(RECORDED DATA Opens)

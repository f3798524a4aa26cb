#[cfg(test)]
mod verify {
    use imlformat::formatting::{format, Options};
    use imlformat::parsing::{parse_json, ParsingError};
    use serde_json::json;

    fn loc(start: usize, end: usize) -> serde_json::Value {
        json!({
            "loc_start": { "pos_cnum": start },
            "loc_end": { "pos_cnum": end },
            "loc_ghost": false
        })
    }

    fn constant_expr(repr: &str, start: usize, end: usize) -> serde_json::Value {
        json!({
            "pexp_desc": ["Pexp_constant", {
                "pconst_desc": ["Pconst_integer", repr, null],
                "pconst_loc": loc(start, end)
            }],
            "pexp_loc": loc(start, end),
            "pexp_attributes": []
        })
    }

    fn let_binding(name: &str, value: serde_json::Value, span: (usize, usize)) -> serde_json::Value {
        json!({
            "pstr_desc": ["Pstr_value", ["Nonrecursive"], [
                {
                    "pvb_pat": {
                        "ppat_desc": ["Ppat_var", { "txt": name, "loc": loc(span.0 + 4, span.0 + 5) }],
                        "ppat_loc": loc(span.0 + 4, span.0 + 5),
                        "ppat_attributes": []
                    },
                    "pvb_expr": value,
                    "pvb_attributes": [],
                    "pvb_loc": loc(span.0, span.1)
                }
            ]],
            "pstr_loc": loc(span.0, span.1)
        })
    }

    #[test]
    fn parses_and_formats_a_binding() {
        let source = "let  a =  1";
        let tree = json!([
            ["Ptop_def", [let_binding("a", constant_expr("1", 10, 11), (0, 11))]]
        ]);
        let program = parse_json(&tree.to_string()).unwrap();
        let result = format(&program, source, &Options::default()).unwrap();
        assert_eq!(result, "let a = 1\n");
    }

    #[test]
    fn parses_and_formats_a_directive() {
        let tree = json!([
            ["Ptop_dir", {
                "pdir_name": { "txt": "somedirective", "loc": loc(1, 14) },
                "pdir_arg": {
                    "pdira_desc": ["Pdir_string", "def"],
                    "pdira_loc": loc(15, 20)
                },
                "pdir_loc": loc(0, 22)
            }]
        ]);
        let program = parse_json(&tree.to_string()).unwrap();
        let result = format(&program, "#somedirective \"def\";;", &Options::default()).unwrap();
        assert_eq!(result, "#somedirective \"def\";;\n");
    }

    #[test]
    fn unknown_items_keep_their_phrase_verbatim() {
        let source = "module type S = sig end";
        let tree = json!([
            ["Ptop_def", [
                {
                    "pstr_desc": ["Pstr_modtype", {}],
                    "pstr_loc": loc(0, source.len())
                }
            ]]
        ]);
        let program = parse_json(&tree.to_string()).unwrap();
        let result = format(&program, source, &Options::default()).unwrap();
        assert_eq!(result, "module type S = sig end\n");
    }

    #[test]
    fn theorem_marker_selects_the_declaration_keyword() {
        let source = "lemma l1 x = x";
        let ident = |name: &str, start: usize, end: usize| {
            json!({
                "pexp_desc": ["Pexp_ident", { "txt": ["Lident", name], "loc": loc(start, end) }],
                "pexp_loc": loc(start, end),
                "pexp_attributes": []
            })
        };
        let tree = json!([
            ["Ptop_def", [
                {
                    "pstr_desc": ["Pstr_value", ["Nonrecursive"], [
                        {
                            "pvb_pat": {
                                "ppat_desc": ["Ppat_var", { "txt": "l1", "loc": loc(6, 8) }],
                                "ppat_loc": loc(6, 8),
                                "ppat_attributes": []
                            },
                            "pvb_expr": {
                                "pexp_desc": ["Pexp_function",
                                    [
                                        {
                                            "pparam_desc": ["Pparam_val", ["Nolabel"], null, {
                                                "ppat_desc": ["Ppat_var", { "txt": "x", "loc": loc(9, 10) }],
                                                "ppat_loc": loc(9, 10),
                                                "ppat_attributes": []
                                            }],
                                            "pparam_loc": loc(9, 10)
                                        }
                                    ],
                                    null,
                                    ["Pfunction_body", ident("x", 13, 14)]
                                ],
                                "pexp_loc": loc(9, 14),
                                "pexp_attributes": []
                            },
                            "pvb_attributes": [
                                {
                                    "attr_name": { "txt": "imandra_theorem", "loc": loc(0, 0) },
                                    "attr_payload": ["PStr", []],
                                    "attr_loc": loc(0, 0)
                                }
                            ],
                            "pvb_loc": loc(6, 14)
                        }
                    ]],
                    "pstr_loc": loc(0, 14)
                }
            ]]
        ]);
        let program = parse_json(&tree.to_string()).unwrap();
        let result = format(&program, source, &Options::default()).unwrap();
        // The marker is consumed, not rendered as an attribute.
        assert_eq!(result, "lemma l1 x = x\n");
    }

    #[test]
    fn invalid_json_is_rejected() {
        assert!(matches!(
            parse_json("not json"),
            Err(ParsingError::InvalidJson(_))
        ));
    }

    #[test]
    fn missing_fields_are_rejected() {
        let tree = json!([
            ["Ptop_def", [
                { "pstr_desc": ["Pstr_eval"] }
            ]]
        ]);
        assert!(matches!(
            parse_json(&tree.to_string()),
            Err(ParsingError::MissingField(_))
        ));
    }
}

(RECORDED DATA Closes)

◆ WORK INSTRUCTIONS
Pull out every line in the data above that has the word "span".

◆ RESPONSE TO THIS TASK
    fn let_binding(name: &str, value: serde_json::Value, span: (usize, usize)) -> serde_json::Value {
                        "ppat_desc": ["Ppat_var", { "txt": name, "loc": loc(span.0 + 4, span.0 + 5) }],
                        "ppat_loc": loc(span.0 + 4, span.0 + 5),
                    "pvb_loc": loc(span.0, span.1)
            "pstr_loc": loc(span.0, span.1)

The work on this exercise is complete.